## Collected data entries
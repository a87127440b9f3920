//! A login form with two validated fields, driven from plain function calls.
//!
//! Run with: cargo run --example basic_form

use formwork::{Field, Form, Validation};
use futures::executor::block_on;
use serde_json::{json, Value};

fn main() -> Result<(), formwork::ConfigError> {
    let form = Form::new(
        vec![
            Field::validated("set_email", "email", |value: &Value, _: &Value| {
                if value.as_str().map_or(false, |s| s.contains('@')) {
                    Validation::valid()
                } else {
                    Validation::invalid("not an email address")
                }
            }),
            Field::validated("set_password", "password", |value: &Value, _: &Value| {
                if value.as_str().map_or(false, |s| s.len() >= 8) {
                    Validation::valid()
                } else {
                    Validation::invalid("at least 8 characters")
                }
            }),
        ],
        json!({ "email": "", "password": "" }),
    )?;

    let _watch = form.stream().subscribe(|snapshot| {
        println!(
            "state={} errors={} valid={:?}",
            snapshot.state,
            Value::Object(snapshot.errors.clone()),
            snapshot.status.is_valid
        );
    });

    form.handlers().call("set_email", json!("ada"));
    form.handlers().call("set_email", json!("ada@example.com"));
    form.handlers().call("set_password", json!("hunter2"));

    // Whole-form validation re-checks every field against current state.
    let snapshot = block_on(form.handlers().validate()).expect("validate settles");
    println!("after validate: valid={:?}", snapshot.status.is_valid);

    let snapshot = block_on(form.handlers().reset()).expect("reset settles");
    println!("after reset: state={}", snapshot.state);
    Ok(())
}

## About this task
Before answering, count every line of the data that holds the word "snapshot"; the reply is that number only.

## Answer section
8